Tuesday, July 04, 2006

Where's a physicist when you need one?

Given that I owe my first class degree in mathematics to a big bet on being able to master "dynamics", I shouldn't admit that I couldn't answer this question immediately. However, I thought I'd throw it open.

I was in a bar on Saturday afternoon watching the England vs Portugal match.

I say "watching". I was, for the most part, bored out of my mind. I find it very, very hard to get excited by football. I watched the penalties; they were fun. I grasped, correctly, that it was not appropriate to demonstrate my enjoyment of the penalties; everybody else there was taking them extraordinarily seriously.

I digress. My point is this: I found myself interested by the fan that was being used to circulate air in the warm bar.

It was one of those fans that moves about a vertical axis, hence blowing air across an arc.

I was sitting about three metres away.

I observed that it took four seconds for me to feel the rush of the cool air from the time the fan was directly pointing at me.

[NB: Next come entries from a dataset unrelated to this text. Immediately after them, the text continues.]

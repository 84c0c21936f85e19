//! Notification entity.

use sea_orm::entity::prelude::*;
use serde::{Deserialize, Serialize};

/// Notification types.
#[derive(Debug, Clone, Copy, PartialEq, Eq, EnumIter, DeriveActiveEnum, Serialize, Deserialize)]
#[sea_orm(rs_type = "String", db_type = "String(StringLen::N(20))")]
#[serde(rename_all = "snake_case")]
pub enum NotificationType {
    #[sea_orm(string_value = "subscription")]
    Subscription,
    #[sea_orm(string_value = "unsubscription")]
    Unsubscription,
    #[sea_orm(string_value = "new_post")]
    NewPost,
    #[sea_orm(string_value = "comment")]
    Comment,
    #[sea_orm(string_value = "other")]
    Other,
}

#[derive(Clone, Debug, PartialEq, Eq, DeriveEntityModel, Serialize, Deserialize)]
#[sea_orm(table_name = "notification")]
pub struct Model {
    #[sea_orm(primary_key, auto_increment = false)]
    pub id: String,

    /// The user receiving the notification
    #[sea_orm(indexed)]
    pub user_id: String,

    /// The user who triggered the notification (kept when they are deleted)
    #[sea_orm(nullable)]
    pub related_user_id: Option<String>,

    pub notification_type: NotificationType,

    pub title: String,

    #[sea_orm(column_type = "Text")]
    pub message: String,

    #[sea_orm(default_value = false)]
    pub is_read: bool,

    pub created_at: DateTimeWithTimeZone,
}

#[derive(Copy, Clone, Debug, EnumIter, DeriveRelation)]
pub enum Relation {
    #[sea_orm(
        belongs_to = "super::user::Entity",
        from = "Column::UserId",
        to = "super::user::Column::Id",
        on_delete = "Cascade"
    )]
    User,

    #[sea_orm(
        belongs_to = "super::user::Entity",
        from = "Column::RelatedUserId",
        to = "super::user::Column::Id",
        on_delete = "SetNull"
    )]
    RelatedUser,
}

impl Related<super::user::Entity> for Entity {
    fn to() -> RelationDef {
        Relation::User.def()
    }
}

impl ActiveModelBehavior for ActiveModel {}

From this, I think it is safe to surmise that the air was being pushed across the room at 0.75 ms-1.

My question is this: do we have enough information to calculate how fast the blades were spinning? And if so, what was that speed?

(Like I say, I was bored...)

There's got to be money to be made here somehow...

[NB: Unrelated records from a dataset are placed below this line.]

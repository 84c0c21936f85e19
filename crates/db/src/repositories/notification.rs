//! Notification repository.

use std::sync::Arc;

use crate::entities::{Notification, notification};
use arcana_common::{AppError, AppResult};
use sea_orm::sea_query::Expr;
use sea_orm::{
    ActiveModelTrait, ColumnTrait, DatabaseConnection, EntityTrait, PaginatorTrait, QueryFilter,
    QueryOrder, QuerySelect,
};

/// Notification repository for database operations.
#[derive(Clone)]
pub struct NotificationRepository {
    db: Arc<DatabaseConnection>,
}

impl NotificationRepository {
    /// Create a new notification repository.
    #[must_use]
    pub const fn new(db: Arc<DatabaseConnection>) -> Self {
        Self { db }
    }

    /// Find a notification by ID.
    pub async fn find_by_id(&self, id: &str) -> AppResult<Option<notification::Model>> {
        Notification::find_by_id(id)
            .one(self.db.as_ref())
            .await
            .map_err(|e| AppError::Database(e.to_string()))
    }

    /// Create a new notification.
    pub async fn create(&self, model: notification::ActiveModel) -> AppResult<notification::Model> {
        model
            .insert(self.db.as_ref())
            .await
            .map_err(|e| AppError::Database(e.to_string()))
    }

    /// Get a user's notifications, newest first (paginated).
    pub async fn find_by_user(
        &self,
        user_id: &str,
        offset: u64,
        limit: u64,
    ) -> AppResult<Vec<notification::Model>> {
        Notification::find()
            .filter(notification::Column::UserId.eq(user_id))
            .order_by_desc(notification::Column::CreatedAt)
            .offset(offset)
            .limit(limit)
            .all(self.db.as_ref())
            .await
            .map_err(|e| AppError::Database(e.to_string()))
    }

    /// Count unread notifications for a user.
    pub async fn count_unread(&self, user_id: &str) -> AppResult<u64> {
        Notification::find()
            .filter(notification::Column::UserId.eq(user_id))
            .filter(notification::Column::IsRead.eq(false))
            .count(self.db.as_ref())
            .await
            .map_err(|e| AppError::Database(e.to_string()))
    }

    /// Mark one notification read.
    pub async fn mark_read(&self, id: &str) -> AppResult<()> {
        Notification::update_many()
            .col_expr(notification::Column::IsRead, Expr::value(true))
            .filter(notification::Column::Id.eq(id))
            .exec(self.db.as_ref())
            .await
            .map_err(|e| AppError::Database(e.to_string()))?;
        Ok(())
    }

    /// Mark all of a user's notifications read.
    pub async fn mark_all_read(&self, user_id: &str) -> AppResult<()> {
        Notification::update_many()
            .col_expr(notification::Column::IsRead, Expr::value(true))
            .filter(notification::Column::UserId.eq(user_id))
            .filter(notification::Column::IsRead.eq(false))
            .exec(self.db.as_ref())
            .await
            .map_err(|e| AppError::Database(e.to_string()))?;
        Ok(())
    }
}

#[cfg(test)]
#[allow(clippy::unwrap_used)]
mod tests {
    use super::*;
    use crate::entities::notification::NotificationType;
    use chrono::Utc;
    use sea_orm::{DatabaseBackend, MockDatabase};

    fn create_test_notification(id: &str, user_id: &str, read: bool) -> notification::Model {
        notification::Model {
            id: id.to_string(),
            user_id: user_id.to_string(),
            related_user_id: Some("other".to_string()),
            notification_type: NotificationType::Subscription,
            title: "New subscriber".to_string(),
            message: "Somebody subscribed to you".to_string(),
            is_read: read,
            created_at: Utc::now().into(),
        }
    }

    #[tokio::test]
    async fn test_find_by_user() {
        let n1 = create_test_notification("n1", "u1", false);
        let n2 = create_test_notification("n2", "u1", true);

        let db = Arc::new(
            MockDatabase::new(DatabaseBackend::Postgres)
                .append_query_results([[n1, n2]])
                .into_connection(),
        );

        let repo = NotificationRepository::new(db);
        let result = repo.find_by_user("u1", 0, 20).await.unwrap();

        assert_eq!(result.len(), 2);
    }
}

As I suffered the tyranny of the "premium" ringtone on the train on Monday morning, it occurred to me that there's a missed opportunity.

Those who inflict novelty ringtones on the rest of the world have paid good money for the privilege. I sat, open mouthed, through an advert on Sunday evening offering three "emergency service alarm sounds" per week, at a charge of £3 per tone!

However, once you have paid this money, you are not strongly incented to answer the phone as soon as it rings. You want to hear the tone you've paid so much money for - and, of course, you want to share your exquisite taste with those around you.

This means that the caller must wait longer for their call to be answered and the call is in "ringing" state for longer.

In the UK, callers don't pay for unanswered calls. Yet.... there must be some way to monetise all those phones that are ringing for several seconds longer than they need to.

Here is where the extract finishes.